I have a 50 breeder set up and planted (still want to get more plants) and waiting for fish. The only real prob with the tank is algea which I don't know if I'll be able to get under control or not but it seems to be lessening as the plants grow and take root so hopefully that will correct itself soon enough. 
Anyway, it's ready for fish and I want a discus tank. I know it's not that big for discus so I'm wondering
#1. how many discus should I initially purchase? (2-3" max at purchase)
#2. how many could I have in this tank at adulthood?
and 
#3. could I put any other fish in with them for variety given the amount of space available? 
It is a breeder so there is more surface area but it's still just a 50.
Thanks!


----------



## Gourami Swami (Jul 4, 2006)

I tihnk that 3-5 would be an okay number.


----------



## rcomeau (Apr 23, 2006)

My 50 is planted and has had 3 Discus, 3 Angels, 5 rams, and a few tetras. The 3 Discus don't work well because the paired two keep the third in the back of the tank.

Discus purist will tell you that Discus should be kept in a bare bottom tank to avoid stunted growth (especially when they are young and should be eating and growing fast) and poor color.

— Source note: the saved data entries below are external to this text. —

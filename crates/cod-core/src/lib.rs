//! # COD Core
//!
//! Arbitrary-precision computation of pi by the Chudnovsky series.
//!
//! The series is evaluated by binary splitting: a term index range `[a, b)` is
//! reduced to an integer triple `(P, Q, R)`, halves are combined recursively,
//! and one final square root and division turn the root triple into digits.
//!
//! ## Strategies
//!
//! - **Sequential**: depth-first recursion on the calling thread.
//! - **Parallel**: the two halves of every large split run on the rayon pool.
//! - **Adaptive** (default): parallel only for large term ranges.
//!
//! Products of huge operands go through FFT multiplication (default `ibig`
//! backend) or GMP (`gmp` feature).
//!
//! ## Usage
//!
//! ```rust
//! use cod_core::compute_pi;
//!
//! let pi = compute_pi(30).unwrap();
//! assert_eq!(pi, "3.141592653589793238462643383279");
//! ```
//!
//! ### Strategy, cancellation and progress
//!
//! ```rust
//! use cod_core::{compute_pi_with, CancelToken, Evaluation, PiOptions};
//!
//! let options = PiOptions {
//!     evaluation: Evaluation::Parallel,
//!     cancel: Some(CancelToken::new()),
//!     progress: Some(Box::new(|p: f64| eprintln!("{:.0}%", p * 100.0))),
//! };
//! let result = compute_pi_with(1_000, &options).unwrap();
//! assert_eq!(result.pi.len(), 1_002);
//! ```

pub mod algo;
pub mod assembler;
pub mod config;
pub mod output;
pub mod types;

// Re-export types
pub use types::{CancelToken, Evaluation, PiError, PiInt, PiOps, Triple};

// Re-export the assembler API
pub use assembler::{
    compute_pi, compute_pi_timed, compute_pi_with, estimate_memory_bytes, precision_bits,
    term_count, validate_digits, PiComputation, PiOptions,
};

pub use output::{
    last_chars, pi_file_name, write_pi_file, DigitChunks, PI_FILE_HEADER, RESULT_PREFIX,
};

// Re-export helper for initializing system
pub use algo::parallel::get_parallel_threshold;

use std::time::Duration;

#[cfg(not(feature = "gmp"))]
use rayon::prelude::*;

/// Pre-warms the system by calibrating thresholds and initializing thread-local resources.
///
/// This function is designed to prevent first-call latency spikes in production environments,
/// such as API servers or CLI tools. It performs the following actions:
/// 1.  **Calibration**: Runs a micro-benchmark to determine the term count above which splits run in parallel (`algo::parallel::get_parallel_threshold`).
/// 2.  **Thread Pool Initialization**: Wakes up the Rayon thread pool.
/// 3.  **FFT Planner Initialization**: Initializes thread-local FFT planners on all worker threads (default backend only).
///
/// # Usage
///
/// Call this function once at the start of your application (e.g., in `main`).
///
/// ```rust
/// fn main() {
///     cod_core::prewarm_system();
///     // ... application logic ...
/// }
/// ```
pub fn prewarm_system() {
    // 1. Force calibration
    algo::parallel::get_parallel_threshold();

    // 2. Pre-warm Rayon thread pool and FFT planners
    #[cfg(not(feature = "gmp"))]
    {
        let _ = rayon::join(
            || {
                algo::fft::prewarm_fft_planner();
            },
            || {
                let threads = rayon::current_num_threads();
                if threads > 1 {
                    (0..threads).into_par_iter().for_each(|_| {
                        algo::fft::prewarm_fft_planner();
                    });
                }
            },
        );
    }
    #[cfg(feature = "gmp")]
    rayon::broadcast(|_| ());
}

/// Runs every evaluation strategy concurrently for `digits` and returns their results.
///
/// This function is primarily used for benchmarking and for verifying that all
/// strategies agree. Input validation happens once, before any work starts.
///
/// # Returns
///
/// A vector of `(strategy, duration, result)`, in the order
/// Sequential, Parallel, Adaptive.
///
/// # Errors
/// The first error reported by any strategy.
///
/// # Example
///
/// ```rust
/// use cod_core::run_all_strategies;
///
/// let results = run_all_strategies(200).unwrap();
/// for (strategy, duration, pi) in &results {
///     println!("{}: {:?}, {} chars", strategy, duration, pi.len());
/// }
/// assert!(results.windows(2).all(|w| w[0].2 == w[1].2));
/// ```
pub fn run_all_strategies(digits: i64) -> Result<Vec<(Evaluation, Duration, String)>, PiError> {
    validate_digits(digits)?;

    let run = |evaluation: Evaluation| {
        compute_pi_with(digits, &PiOptions::with_evaluation(evaluation))
            .map(|c| (evaluation, c.elapsed, c.pi))
    };

    let (sequential, (parallel, adaptive)) = rayon::join(
        || run(Evaluation::Sequential),
        || {
            rayon::join(
                || run(Evaluation::Parallel),
                || run(Evaluation::Adaptive),
            )
        },
    );

    Ok(vec![sequential?, parallel?, adaptive?])
}

#[cfg(test)]
mod tests {
    use super::*;

    // ========================================================================
    // Tests for prewarm_system
    // ========================================================================

    #[test]
    fn prewarm_system_no_panic() {
        // Should complete without panicking
        prewarm_system();
    }

    #[test]
    fn prewarm_system_idempotent() {
        prewarm_system();
        prewarm_system();
        prewarm_system();
    }

    // ========================================================================
    // Tests for run_all_strategies
    // ========================================================================

    #[test]
    fn run_all_strategies_returns_three_results() {
        let results = run_all_strategies(10).unwrap();
        assert_eq!(results.len(), 3, "Should return 3 strategy results");
        let strategies: Vec<Evaluation> = results.iter().map(|(s, _, _)| *s).collect();
        assert_eq!(
            strategies,
            vec![Evaluation::Sequential, Evaluation::Parallel, Evaluation::Adaptive]
        );
    }

    #[test]
    fn run_all_strategies_consistent_results() {
        let results = run_all_strategies(500).unwrap();

        let first_result = &results[0].2;
        for (strategy, _, result) in &results {
            assert_eq!(
                result, first_result,
                "Strategy {} produced different result",
                strategy
            );
        }
    }

    #[test]
    fn run_all_strategies_known_value() {
        for (strategy, _, result) in run_all_strategies(10).unwrap() {
            assert_eq!(result, "3.1415926535", "Strategy {} produced wrong value", strategy);
        }
    }

    #[test]
    fn run_all_strategies_rejects_invalid_digits() {
        assert_eq!(
            run_all_strategies(0),
            Err(PiError::InvalidDigitCount { digits: 0 })
        );
    }

    #[test]
    fn compute_pi_idempotent() {
        assert_eq!(compute_pi(257).unwrap(), compute_pi(257).unwrap());
    }

    #[test]
    fn compute_pi_prefix_consistency() {
        let short = compute_pi(5).unwrap();
        let long = compute_pi(50).unwrap();
        assert!(long.starts_with(&short));
    }
}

Consider using Flourish Excel to control your algae and help your plants grow. Some overdose with it to bring it under control.


----------



## xerxeswasachump (Mar 29, 2006)

Fluorish excel is a great way to get your algae down while also helping your otherplants grow. However, the algicide in excel will harm anachris and most crypts. I had 4 discus in my 55 and that didnt work so well. 2 of them paired off and beat up the other 2. Also, their growth was most definitely stunted, they are only around 5". Although, honestly, i dont think the fish mind. They eat like pigs and they have colored up nicely. I can post pics if anyone would like. 

The best way to keep algae at bay is to get 2 small siamese algae eater or a small army of oto cats, do regular water changes to keep the nitrate level relatively low, and get a CO2 unit. That is what i did and i havent seen any algae since i installed the CO2 (i bought a carbo plus CO2 thing, rather than a pressurized canister). In fact i now have to worry about how much the algae eaters have to eat.


----------



## Murray (Jan 15, 2007)

id like to see pictures of your discuss man, im a huge fan


----------



## Damon (Jan 18, 2005)

Excel will not usually harm crypts. Believe it or not I was the one who first started the overdosing of it. It will kill anacharis and vals though. If your crypts melt, look for anothe rcause of it. It also seems to affect downoi and occasionally rannaculous (sp).


----------



## xerxeswasachump (Mar 29, 2006)

My bad, i got crypts and vals confused. Hey how would i measure the concentration of CO2 in my tank?


----------



## Damon (Jan 18, 2005)

http://www.csd.net/~cgadd/aqua/art_plant_co2chart.htm


----------



## xerxeswasachump (Mar 29, 2006)

Thanks Damon, you are awesome.


----------